Your task >>
Wherever the string "SavedModule" appears in the records, return the line that holds it.

Listed records >>
****
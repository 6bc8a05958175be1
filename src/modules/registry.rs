use serde::{Deserialize, Serialize};

use super::descriptor::{IconKind, ModuleDescriptor};
use crate::PaddockError;
use crate::identity::ModuleId;

/// The dashboard landing module. It is never offered for per-member denial.
pub const HOME_MODULE_ID: &str = "home";

/// The modules shipped with the dashboard, in default sidebar order.
pub fn default_modules() -> Vec<ModuleDescriptor> {
    vec![
        ModuleDescriptor::new(HOME_MODULE_ID, "Home", "/dashboard", IconKind::Home)
            .locked()
            .with_description("Dashboard overview and recent activity."),
        ModuleDescriptor::new(
            "ai-assistant",
            "AI Assistant",
            "/dashboard/ai-assistant",
            IconKind::Sparkles,
        )
        .beta()
        .with_description("Get AI-powered insights and answers about your karting data."),
        ModuleDescriptor::new("calendar", "Calendar", "/dashboard/calendar", IconKind::Calendar)
            .with_description("Manage your race schedule and testing sessions."),
        ModuleDescriptor::new(
            "budget",
            "Budget Monitoring",
            "/dashboard/budget",
            IconKind::Banknote,
        )
        .beta()
        .with_description("Conversational AI assistant for managing team budget."),
        ModuleDescriptor::new("library", "File Upload", "/dashboard/library", IconKind::Database)
            .with_description("Upload and manage your telemetry files and track data."),
        ModuleDescriptor::new(
            "sessions",
            "Session Logging",
            "/dashboard/sessions",
            IconKind::ClipboardList,
        )
        .with_description("Log your sessions, track conditions, and setup details."),
        ModuleDescriptor::new(
            "track-analysis",
            "Track Analysis",
            "/dashboard/track-analysis",
            IconKind::Activity,
        )
        .with_description("Compare telemetry data between two sessions to improve lap times."),
        ModuleDescriptor::new(
            "lap-comparison",
            "Lap Comparison",
            "/dashboard/lap-comparison",
            IconKind::ArrowRightLeft,
        )
        .beta()
        .with_description("Compare two sessions using AI to identify performance differences."),
        ModuleDescriptor::new(
            "binding-analysis",
            "Binding Analysis",
            "/dashboard/binding-analysis",
            IconKind::Zap,
        )
        .with_description("Analyze binding events to optimize chassis setup."),
        ModuleDescriptor::new(
            "setup-guide",
            "Setup Guide",
            "/dashboard/setup-guide",
            IconKind::Settings,
        )
        .locked()
        .with_description("Step-by-step guide to setting up your kart."),
    ]
}

/// The part of a stored module entry that survives a reload.
///
/// Stored entries carry the full descriptor; everything except `id` and
/// `enabled` is ignored when reading them back.
#[derive(Debug, Clone, PartialEq, Serialize, Deserialize)]
pub struct SavedModule {
    pub id: ModuleId,
    pub enabled: bool,
}

/// Merges stored module state into the default registry.
///
/// Structure, metadata and order come from `defaults`; only the `enabled`
/// flag is taken from `saved`. Saved ids that are no longer in the defaults
/// are dropped and locked modules always stay enabled.
pub fn sync_with_defaults(
    saved: &[SavedModule],
    defaults: &[ModuleDescriptor],
) -> Vec<ModuleDescriptor> {
    defaults
        .iter()
        .map(|def| {
            let mut module = def.clone();
            if let Some(entry) = saved.iter().find(|s| s.id == def.id) {
                module.enabled = entry.enabled || def.locked;
            }
            module
        })
        .collect()
}

/// Ordered list of feature modules.
#[derive(Debug, Clone, PartialEq)]
pub struct ModuleRegistry {
    modules: Vec<ModuleDescriptor>,
}

impl Default for ModuleRegistry {
    fn default() -> Self {
        Self::new(default_modules())
    }
}

impl ModuleRegistry {
    pub fn new(modules: Vec<ModuleDescriptor>) -> Self {
        Self { modules }
    }

    /// Rebuilds a registry from stored entries on top of the defaults.
    pub fn from_saved(saved: &[SavedModule]) -> Self {
        Self::new(sync_with_defaults(saved, &default_modules()))
    }

    pub fn get(&self, id: &str) -> Option<&ModuleDescriptor> {
        self.modules.iter().find(|m| m.id == id)
    }

    pub fn iter(&self) -> impl Iterator<Item = &ModuleDescriptor> {
        self.modules.iter()
    }

    pub fn as_slice(&self) -> &[ModuleDescriptor] {
        &self.modules
    }

    pub fn len(&self) -> usize {
        self.modules.len()
    }

    pub fn is_empty(&self) -> bool {
        self.modules.is_empty()
    }

    /// Modules shown in the sidebar, before any team policy is applied.
    pub fn enabled(&self) -> impl Iterator<Item = &ModuleDescriptor> {
        self.modules.iter().filter(|m| m.enabled)
    }

    /// Modules an admin can grant or deny to individual members.
    pub fn assignable(&self) -> impl Iterator<Item = &ModuleDescriptor> {
        self.modules
            .iter()
            .filter(|m| m.id != HOME_MODULE_ID && !m.locked)
    }

    /// Flips the enabled flag of a module and returns the new value.
    ///
    /// Locked modules are left untouched.
    pub fn toggle(&mut self, id: &str) -> Result<bool, PaddockError> {
        let module = self.get_mut(id)?;
        if !module.locked {
            module.enabled = !module.enabled;
        }
        Ok(module.enabled)
    }

    /// Sets the enabled flag of a module and returns the resulting value.
    ///
    /// Locked modules stay enabled.
    pub fn set_enabled(&mut self, id: &str, enabled: bool) -> Result<bool, PaddockError> {
        let module = self.get_mut(id)?;
        if !module.locked {
            module.enabled = enabled;
        }
        Ok(module.enabled)
    }

    /// Moves the module at `from` so that it ends up at index `to`.
    pub fn reorder(&mut self, from: usize, to: usize) -> Result<(), PaddockError> {
        let len = self.modules.len();
        if from >= len || to >= len {
            return Err(PaddockError::InvalidReorder { from, to, len });
        }
        let module = self.modules.remove(from);
        self.modules.insert(to, module);
        Ok(())
    }

    fn get_mut(&mut self, id: &str) -> Result<&mut ModuleDescriptor, PaddockError> {
        self.modules
            .iter_mut()
            .find(|m| m.id == id)
            .ok_or_else(|| PaddockError::UnknownModule(id.to_owned()))
    }
}

#[cfg(test)]
mod tests {
    use super::*;

    fn ids(registry: &ModuleRegistry) -> Vec<&str> {
        registry.iter().map(|m| m.id.as_str()).collect()
    }

    #[test]
    fn test_defaults() {
        let registry = ModuleRegistry::default();

        assert_eq!(registry.len(), 10);
        assert_eq!(registry.as_slice()[0].id, "home");
        assert!(registry.get("home").unwrap().locked);
        assert!(registry.get("setup-guide").unwrap().locked);
        assert!(registry.get("budget").unwrap().beta);
        assert!(registry.iter().all(|m| m.enabled));
        assert!(registry.get("telemetry-export").is_none());
    }

    #[test]
    fn test_toggle_skips_locked() {
        let mut registry = ModuleRegistry::default();

        assert!(!registry.toggle("budget").unwrap());
        assert!(!registry.get("budget").unwrap().enabled);
        assert!(registry.toggle("budget").unwrap());

        assert!(registry.toggle("home").unwrap());
        assert!(registry.get("home").unwrap().enabled);
        assert!(registry.set_enabled("setup-guide", false).unwrap());
    }

    #[test]
    fn test_toggle_unknown_module() {
        let mut registry = ModuleRegistry::default();
        assert_eq!(
            registry.toggle("nope").unwrap_err(),
            PaddockError::UnknownModule("nope".to_owned())
        );
    }

    #[test]
    fn test_enabled_filters_sidebar() {
        let mut registry = ModuleRegistry::default();
        registry.set_enabled("calendar", false).unwrap();

        assert_eq!(registry.enabled().count(), 9);
        assert!(registry.enabled().all(|m| m.id != "calendar"));
    }

    #[test]
    fn test_assignable_excludes_home_and_locked() {
        let registry = ModuleRegistry::default();
        let assignable: Vec<&str> = registry.assignable().map(|m| m.id.as_str()).collect();

        assert_eq!(assignable.len(), 8);
        assert!(!assignable.contains(&"home"));
        assert!(!assignable.contains(&"setup-guide"));
        assert!(assignable.contains(&"budget"));
    }

    #[test]
    fn test_reorder() {
        let mut registry = ModuleRegistry::default();
        registry.reorder(3, 1).unwrap();

        assert_eq!(&ids(&registry)[..4], ["home", "budget", "ai-assistant", "calendar"]);

        assert_eq!(
            registry.reorder(0, 10).unwrap_err(),
            PaddockError::InvalidReorder { from: 0, to: 10, len: 10 }
        );
    }

    #[test]
    fn test_sync_keeps_enabled_and_default_structure() {
        let saved = vec![
            SavedModule { id: "budget".into(), enabled: false },
            SavedModule { id: "calendar".into(), enabled: false },
            SavedModule { id: "retired-module".into(), enabled: true },
        ];

        let synced = sync_with_defaults(&saved, &default_modules());

        assert_eq!(synced.len(), 10);
        let calendar = synced.iter().find(|m| m.id == "calendar").unwrap();
        assert_eq!(calendar.name, "Calendar");
        assert!(!calendar.enabled);
        assert!(!synced.iter().find(|m| m.id == "budget").unwrap().enabled);
        assert!(synced.iter().find(|m| m.id == "library").unwrap().enabled);
        assert!(synced.iter().all(|m| m.id != "retired-module"));
    }

    #[test]
    fn test_sync_keeps_locked_enabled() {
        let saved = vec![SavedModule { id: "home".into(), enabled: false }];
        let synced = sync_with_defaults(&saved, &default_modules());
        assert!(synced[0].enabled);
    }
}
****
Expected output >>
pub struct SavedModule {
    saved: &[SavedModule],
    pub fn from_saved(saved: &[SavedModule]) -> Self {
            SavedModule { id: "budget".into(), enabled: false },
            SavedModule { id: "calendar".into(), enabled: false },
            SavedModule { id: "retired-module".into(), enabled: true },
        let saved = vec![SavedModule { id: "home".into(), enabled: false }];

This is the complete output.